The role of visfatin in intermittent hypoxia-induced inflammation and endothelial dysfunction in ea.hy926 cells

Abstract

INTRODUCTION: Intermittent hypoxia (IH), a hallmark feature in obstructive sleep apnoea (OSA) may be the main culprit underlying endothelial dysfunction. Visfatin is a multifaceted adipokine, whose extracellular form can exert various effects on the vascular endothelium including inflammation, proliferation, etc. However, little is known about the role of visfatin in inflammation and endothelial dysfunction induced by IH. METHODS: IH exposure was performed in the hypoxic chamber (O2 levels: 1% for 10 mins and 21% for 5 mins in one complete cycle and 5% CO2). Intermittent normoxia (IN; 21% O2 and 5% CO2) exposure was carried out simultaneously in control cell cultures. Endothelial EA.hy926 cells were exposed to IN or IH for 96 cycles with two concentrations of visfatin (10 ng/mL and 100 ng/mL). Supernatants were collected after treatment to measure the levels of inflammation-associated markers interleukin-8 (IL-8), macrophage chemoattractant protein-1 (MCP-1), and transforming growth factor beta 1 (TGF-β1) using enzyme-linked immunosorbent assay. Cellular proteins were extracted to determine the expression of nitric oxide synthase (eNOS) and its activity in terms of phosphorylation at ser1177 (p-eNOS [Ser1177]) using Western blot. RESULTS: IH exposure induced elevation of IL-8 and MCP-1 levels and reduction of TGF-β1 level (P<0.05). Visfatin attenuated IH-induced elevation of IL-8 and MCP-1 levels and reduction of TGF-β1 level in a dose-dependent manner.
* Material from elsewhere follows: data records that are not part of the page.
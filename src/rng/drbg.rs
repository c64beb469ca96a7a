//! HMAC_DRBG (NIST SP 800-90A, section 10.1.2) over HMAC-SHA-256.

use crate::ct::secure_zero;
use crate::digest::Sha256;
use crate::hmac::HmacContext;

const OUTLEN: usize = Sha256::OUTPUT_SIZE;

/// Largest single request the construction permits (2^19 bits).
pub const MAX_REQUEST_BYTES: usize = 1 << 16;

/// Deterministic generator state: key, chaining value and request counter.
///
/// The caller owns entropy collection and decides when to reseed; see
/// [`HmacDrbg::reseed_counter`].
pub struct HmacDrbg {
    key: [u8; OUTLEN],
    value: [u8; OUTLEN],
    reseed_counter: u64,
}

impl HmacDrbg {
    /// Seed a fresh generator from `entropy || nonce || personalization`.
    #[must_use]
    pub fn instantiate(entropy: &[u8], nonce: &[u8], personalization: &[u8]) -> Self {
        let mut drbg = Self {
            key: [0x00; OUTLEN],
            value: [0x01; OUTLEN],
            reseed_counter: 1,
        };
        drbg.update(&[entropy, nonce, personalization]);
        drbg
    }

    /// Mix fresh `entropy` (and optional `additional` input) into the state.
    pub fn reseed(&mut self, entropy: &[u8], additional: &[u8]) {
        self.update(&[entropy, additional]);
        self.reseed_counter = 1;
    }

    /// Number of generate calls since the last (re)seed, starting at 1.
    pub fn reseed_counter(&self) -> u64 {
        self.reseed_counter
    }

    /// Fill `out` and advance the state.
    ///
    /// # Panics
    ///
    /// Panics if `out` exceeds [`MAX_REQUEST_BYTES`].
    pub fn generate(&mut self, out: &mut [u8], additional: &[u8]) {
        assert!(
            out.len() <= MAX_REQUEST_BYTES,
            "DRBG request of {} bytes exceeds {MAX_REQUEST_BYTES}",
            out.len()
        );

        if !additional.is_empty() {
            self.update(&[additional]);
        }

        for chunk in out.chunks_mut(OUTLEN) {
            self.advance_value();
            chunk.copy_from_slice(&self.value[..chunk.len()]);
        }

        self.update(&[additional]);
        self.reseed_counter += 1;
    }

    fn advance_value(&mut self) {
        let mut mac = HmacContext::init(&Sha256, &self.key);
        mac.update(&self.value);
        mac.finalize_into(&mut self.value);
    }

    fn update(&mut self, provided: &[&[u8]]) {
        let has_input = provided.iter().any(|part| !part.is_empty());
        for separator in [0x00u8, 0x01] {
            if separator == 0x01 && !has_input {
                break;
            }
            let mut mac = HmacContext::init(&Sha256, &self.key);
            mac.update(&self.value);
            mac.update(&[separator]);
            for part in provided {
                mac.update(part);
            }
            mac.finalize_into(&mut self.key);
            self.advance_value();
        }
    }
}

impl Drop for HmacDrbg {
    fn drop(&mut self) {
        secure_zero(&mut self.key);
        secure_zero(&mut self.value);
    }
}

impl core::fmt::Debug for HmacDrbg {
    fn fmt(&self, f: &mut core::fmt::Formatter<'_>) -> core::fmt::Result {
        f.debug_struct("HmacDrbg")
            .field("reseed_counter", &self.reseed_counter)
            .finish_non_exhaustive()
    }
}

#[cfg(test)]
mod tests {
    use super::*;
    use crate::hmac::hmac_into;

    fn seeded() -> HmacDrbg {
        HmacDrbg::instantiate(&[0x11; 32], &[0x22; 16], b"unit test")
    }

    fn unhex(s: &str) -> Vec<u8> {
        (0..s.len())
            .step_by(2)
            .map(|i| u8::from_str_radix(&s[i..i + 2], 16).expect("hex"))
            .collect()
    }

    fn hex(bytes: &[u8]) -> String {
        bytes.iter().map(|b| format!("{b:02x}")).collect()
    }

    #[test]
    fn cavp_sha256_no_reseed_count_0() {
        let entropy = unhex("ca851911349384bffe89de1cbdc46e6831e44d34a4fb935ee285dd14b71a7488");
        let nonce = unhex("659ba96c601dc69fc902940805ec0ca8");
        let mut drbg = HmacDrbg::instantiate(&entropy, &nonce, &[]);

        let mut out = [0u8; 128];
        drbg.generate(&mut out, &[]);
        drbg.generate(&mut out, &[]);
        let expected = concat!(
            "e528e9abf2dece54d47c7e75e5fe302149f817ea9fb4bee6f4199697d04d5b89",
            "d54fbb978a15b5c443c9ec21036d2460b6f73ebad0dc2aba6e624abf07745bc1",
            "07694bb7547bb0995f70de25d6b29e2d3011bb19d27676c07162c8b5ccde0668",
            "961df86803482cb37ed6d5c0bb8d50cf1f50d476aa0458bdaba806f48be9dcb8",
        );
        assert_eq!(hex(&out), expected);
    }

    #[test]
    fn known_answer_with_personalization() {
        let mut drbg = seeded();
        let mut out = [0u8; 100];
        drbg.generate(&mut out, &[]);
        let expected = concat!(
            "d647db636ea64fbad7494aec6c400870ab99199edc26ed24c4ea3c10e175c1f1",
            "6c5cd93194eaf886dc702ad5ad26ff583b00d5ebd9165e93a8cb46f625e874c2",
            "fb782940ca6ccd7a6ee403b197f3aa08b734dfae173d46de08dde5b866400ac4",
            "8cda3d27",
        );
        assert_eq!(hex(&out), expected);

        let mut next = [0u8; 32];
        drbg.generate(&mut next, &[]);
        assert_eq!(
            hex(&next),
            "0e74256cc8d15bf7ec61795a90cb04abd5c5222488dce5f65681eb67865e8f8b"
        );
    }

    #[test]
    fn same_seed_same_stream() {
        let (mut a, mut b) = (seeded(), seeded());
        let (mut x, mut y) = ([0u8; 100], [0u8; 100]);
        a.generate(&mut x, &[]);
        b.generate(&mut y, &[]);
        assert_eq!(x, y);

        a.generate(&mut x, &[]);
        assert_ne!(x, y, "state advances between requests");
    }

    #[test]
    fn personalization_separates_streams() {
        let mut a = HmacDrbg::instantiate(&[0x11; 32], &[0x22; 16], b"one");
        let mut b = HmacDrbg::instantiate(&[0x11; 32], &[0x22; 16], b"two");
        let (mut x, mut y) = ([0u8; 32], [0u8; 32]);
        a.generate(&mut x, &[]);
        b.generate(&mut y, &[]);
        assert_ne!(x, y);
    }

    #[test]
    fn first_block_is_hmac_of_value() {
        let mut drbg = seeded();
        let (key, value) = (drbg.key, drbg.value);
        let mut expected = [0u8; 32];
        hmac_into(&Sha256, &key, &value, &mut expected);

        let mut out = [0u8; 32];
        drbg.generate(&mut out, &[]);
        assert_eq!(out, expected);
    }

    #[test]
    fn shorter_request_is_prefix_of_longer() {
        let (mut a, mut b) = (seeded(), seeded());
        let mut long = [0u8; 80];
        let mut short = [0u8; 45];
        a.generate(&mut long, &[]);
        b.generate(&mut short, &[]);
        assert_eq!(&long[..45], &short[..]);
    }

    #[test]
    fn additional_input_changes_output() {
        let (mut a, mut b) = (seeded(), seeded());
        let (mut x, mut y) = ([0u8; 32], [0u8; 32]);
        a.generate(&mut x, b"extra");
        b.generate(&mut y, &[]);
        assert_ne!(x, y);
    }

    #[test]
    fn reseed_resets_counter_and_diverges() {
        let (mut a, mut b) = (seeded(), seeded());
        let mut sink = [0u8; 16];
        a.generate(&mut sink, &[]);
        a.generate(&mut sink, &[]);
        assert_eq!(a.reseed_counter(), 3);

        b.generate(&mut sink, &[]);
        b.generate(&mut sink, &[]);
        a.reseed(&[0x33; 32], &[]);
        assert_eq!(a.reseed_counter(), 1);

        let (mut x, mut y) = ([0u8; 32], [0u8; 32]);
        a.generate(&mut x, &[]);
        b.generate(&mut y, &[]);
        assert_ne!(x, y);
    }

    #[test]
    #[should_panic(expected = "exceeds")]
    fn oversized_request_panics() {
        let mut drbg = seeded();
        let mut out = vec![0u8; MAX_REQUEST_BYTES + 1];
        drbg.generate(&mut out, &[]);
    }
}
Western blot analysis revealed that IH exposure significantly suppressed p-eNOS expression but not eNOS expression in EA.hy926 cells. In the presence of visfatin, no differences were found in the basal expression of p-eNOS and eNOS or in IH-induced suppression of p-eNOS. CONCLUSION: These results provided evidence that visfatin might play a pivotal role in IH-induced endothelial inflammation but not in reversing endothelial dysfunction in OSA.